## What is expected
Your output must be the line containing "impl Home for" followed by every later line in the entries below, all copied exactly.

## Records for this task
________________

//! In-memory home.
//!
//! Shutters hold a level, sensors a value per reading kind, and system
//! variables a flag. Handles share one state, so a test can move a shutter
//! "by hand" or break a device while the controller holds its own handle.

use std::cell::RefCell;
use std::collections::BTreeMap;
use std::rc::Rc;

use log::debug;

use super::{Home, Lookup, SensorKind, SensorSource, Shutter, SysvarStore};
use crate::config::Params;
use crate::error::DeviceError;

#[derive(Debug, Clone, Default)]
struct SimShutter {
    level: f64,
    fail_read: bool,
    fail_write: bool,
    writes: Vec<f64>,
}

#[derive(Debug, Clone, Default)]
struct SimSensor {
    type_name: String,
    brightness: Option<f64>,
    temperature: Option<f64>,
    battery_low: bool,
}

#[derive(Debug, Default)]
struct State {
    shutters: BTreeMap<String, SimShutter>,
    /// Extra devices sharing a shutter's name
    duplicates: BTreeMap<String, usize>,
    sensors: BTreeMap<String, SimSensor>,
    sysvars: BTreeMap<String, bool>,
    sysvars_unreachable: bool,
}

#[derive(Debug, Clone, Default)]
pub struct SimulatedHome {
    state: Rc<RefCell<State>>,
}

impl SimulatedHome {
    pub fn new() -> Self {
        Self::default()
    }

    /// A home with every configured shutter open and plausible sensors.
    pub fn from_params(params: &Params) -> Self {
        let home = Self::new();
        for w in &params.windows {
            home.add_shutter(&w.shutter, 1.0);
        }
        home.add_sensor(
            &params.temperature_sensor,
            "HM-WDS10-TH-O",
            SensorKind::Temperature,
            15.0,
        );
        home.add_sensor(
            "simulated brightness",
            &params.brightness_sensor_type,
            SensorKind::Brightness,
            20000.0,
        );
        home
    }

    pub fn add_shutter(&self, name: &str, level: f64) {
        self.state.borrow_mut().shutters.insert(
            name.to_string(),
            SimShutter {
                level,
                ..SimShutter::default()
            },
        );
    }

    /// Register another device under an existing shutter name.
    pub fn add_duplicate(&self, name: &str) {
        *self
            .state
            .borrow_mut()
            .duplicates
            .entry(name.to_string())
            .or_insert(0) += 1;
    }

    /// Move a shutter without going through the controller.
    pub fn set_level(&self, name: &str, level: f64) {
        if let Some(s) = self.state.borrow_mut().shutters.get_mut(name) {
            s.level = level;
        }
    }

    pub fn level(&self, name: &str) -> Option<f64> {
        self.state.borrow().shutters.get(name).map(|s| s.level)
    }

    /// Every value written to a shutter, oldest first.
    pub fn writes(&self, name: &str) -> Vec<f64> {
        self.state
            .borrow()
            .shutters
            .get(name)
            .map(|s| s.writes.clone())
            .unwrap_or_default()
    }

    pub fn fail_reads(&self, name: &str, fail: bool) {
        if let Some(s) = self.state.borrow_mut().shutters.get_mut(name) {
            s.fail_read = fail;
        }
    }

    pub fn fail_writes(&self, name: &str, fail: bool) {
        if let Some(s) = self.state.borrow_mut().shutters.get_mut(name) {
            s.fail_write = fail;
        }
    }

    pub fn add_sensor(&self, name: &str, type_name: &str, kind: SensorKind, value: f64) {
        let mut st = self.state.borrow_mut();
        let sensor = st.sensors.entry(name.to_string()).or_default();
        sensor.type_name = type_name.to_string();
        match kind {
            SensorKind::Brightness => sensor.brightness = Some(value),
            SensorKind::Temperature => sensor.temperature = Some(value),
        }
    }

    pub fn set_sensor(&self, name: &str, kind: SensorKind, value: f64) {
        if let Some(sensor) = self.state.borrow_mut().sensors.get_mut(name) {
            match kind {
                SensorKind::Brightness => sensor.brightness = Some(value),
                SensorKind::Temperature => sensor.temperature = Some(value),
            }
        }
    }

    pub fn set_battery_low(&self, name: &str, low: bool) {
        if let Some(sensor) = self.state.borrow_mut().sensors.get_mut(name) {
            sensor.battery_low = low;
        }
    }

    pub fn set_sysvar(&self, name: &str, value: bool) {
        self.state
            .borrow_mut()
            .sysvars
            .insert(name.to_string(), value);
    }

    pub fn sysvar(&self, name: &str) -> Option<bool> {
        self.state.borrow().sysvars.get(name).copied()
    }

    pub fn sysvars_unreachable(&self, unreachable: bool) {
        self.state.borrow_mut().sysvars_unreachable = unreachable;
    }
}

/// Handle to one simulated shutter
pub struct SimulatedShutter {
    name: String,
    state: Rc<RefCell<State>>,
}

impl Shutter for SimulatedShutter {
    fn name(&self) -> &str {
        &self.name
    }

    fn read_position(&self) -> Result<f64, DeviceError> {
        let st = self.state.borrow();
        let s = st
            .shutters
            .get(&self.name)
            .ok_or_else(|| DeviceError::NotFound(self.name.clone()))?;
        if s.fail_read {
            return Err(DeviceError::Read {
                name: self.name.clone(),
                reason: "simulated failure".into(),
            });
        }
        Ok(s.level)
    }

    fn write_position(&self, value: f64) -> Result<(), DeviceError> {
        let mut st = self.state.borrow_mut();
        let s = st
            .shutters
            .get_mut(&self.name)
            .ok_or_else(|| DeviceError::NotFound(self.name.clone()))?;
        if s.fail_write {
            return Err(DeviceError::Write {
                name: self.name.clone(),
                reason: "simulated failure".into(),
            });
        }
        debug!(target: "simulated", "{} -> {:.3}", self.name, value);
        s.level = value;
        s.writes.push(value);
        Ok(())
    }
}

impl SensorSource for SimulatedHome {
    fn read_sensor(&self, kind: SensorKind, device: &str) -> Result<f64, DeviceError> {
        let st = self.state.borrow();
        let sensor = st
            .sensors
            .get(device)
            .ok_or_else(|| DeviceError::NotFound(device.to_string()))?;
        let value = match kind {
            SensorKind::Brightness => sensor.brightness,
            SensorKind::Temperature => sensor.temperature,
        };
        value.ok_or_else(|| DeviceError::Read {
            name: device.to_string(),
            reason: format!("no {} reading", kind),
        })
    }

    fn battery_low(&self, device: &str) -> Result<bool, DeviceError> {
        self.state
            .borrow()
            .sensors
            .get(device)
            .map(|s| s.battery_low)
            .ok_or_else(|| DeviceError::NotFound(device.to_string()))
    }
}

impl SysvarStore for SimulatedHome {
    fn get_bool(&self, name: &str) -> Result<bool, DeviceError> {
        let st = self.state.borrow();
        if st.sysvars_unreachable {
            return Err(DeviceError::Sysvar(name.to_string()));
        }
        Ok(st.sysvars.get(name).copied().unwrap_or(false))
    }

    fn set_bool(&self, name: &str, value: bool) -> Result<(), DeviceError> {
        let mut st = self.state.borrow_mut();
        if st.sysvars_unreachable {
            return Err(DeviceError::Sysvar(name.to_string()));
        }
        st.sysvars.insert(name.to_string(), value);
        Ok(())
    }
}

impl Home for SimulatedHome {
    fn backend_name(&self) -> &str {
        "simulated"
    }

    fn shutter(&self, name: &str) -> Result<Lookup<Box<dyn Shutter>>, DeviceError> {
        let st = self.state.borrow();
        if !st.shutters.contains_key(name) {
            return Ok(Lookup::NotFound);
        }
        let handle: Box<dyn Shutter> = Box::new(SimulatedShutter {
            name: name.to_string(),
            state: Rc::clone(&self.state),
        });
        Ok(match st.duplicates.get(name) {
            Some(&extra) if extra > 0 => Lookup::Ambiguous {
                first: handle,
                count: extra + 1,
            },
            _ => Lookup::Found(handle),
        })
    }

    fn sensors_of_type(&self, type_name: &str) -> Result<Vec<String>, DeviceError> {
        Ok(self
            .state
            .borrow()
            .sensors
            .iter()
            .filter(|(_, s)| s.type_name == type_name)
            .map(|(name, _)| name.clone())
            .collect())
    }

    fn sensor(&self, name: &str) -> Result<Lookup<String>, DeviceError> {
        Ok(if self.state.borrow().sensors.contains_key(name) {
            Lookup::Found(name.to_string())
        } else {
            Lookup::NotFound
        })
    }
}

________________

## Worked solution
impl Home for SimulatedHome {
    fn backend_name(&self) -> &str {
        "simulated"
    }

    fn shutter(&self, name: &str) -> Result<Lookup<Box<dyn Shutter>>, DeviceError> {
        let st = self.state.borrow();
        if !st.shutters.contains_key(name) {
            return Ok(Lookup::NotFound);
        }
        let handle: Box<dyn Shutter> = Box::new(SimulatedShutter {
            name: name.to_string(),
            state: Rc::clone(&self.state),
        });
        Ok(match st.duplicates.get(name) {
            Some(&extra) if extra > 0 => Lookup::Ambiguous {
                first: handle,
                count: extra + 1,
            },
            _ => Lookup::Found(handle),
        })
    }

    fn sensors_of_type(&self, type_name: &str) -> Result<Vec<String>, DeviceError> {
        Ok(self
            .state
            .borrow()
            .sensors
            .iter()
            .filter(|(_, s)| s.type_name == type_name)
            .map(|(name, _)| name.clone())
            .collect())
    }

    fn sensor(&self, name: &str) -> Result<Lookup<String>, DeviceError> {
        Ok(if self.state.borrow().sensors.contains_key(name) {
            Lookup::Found(name.to_string())
        } else {
            Lookup::NotFound
        })
    }
}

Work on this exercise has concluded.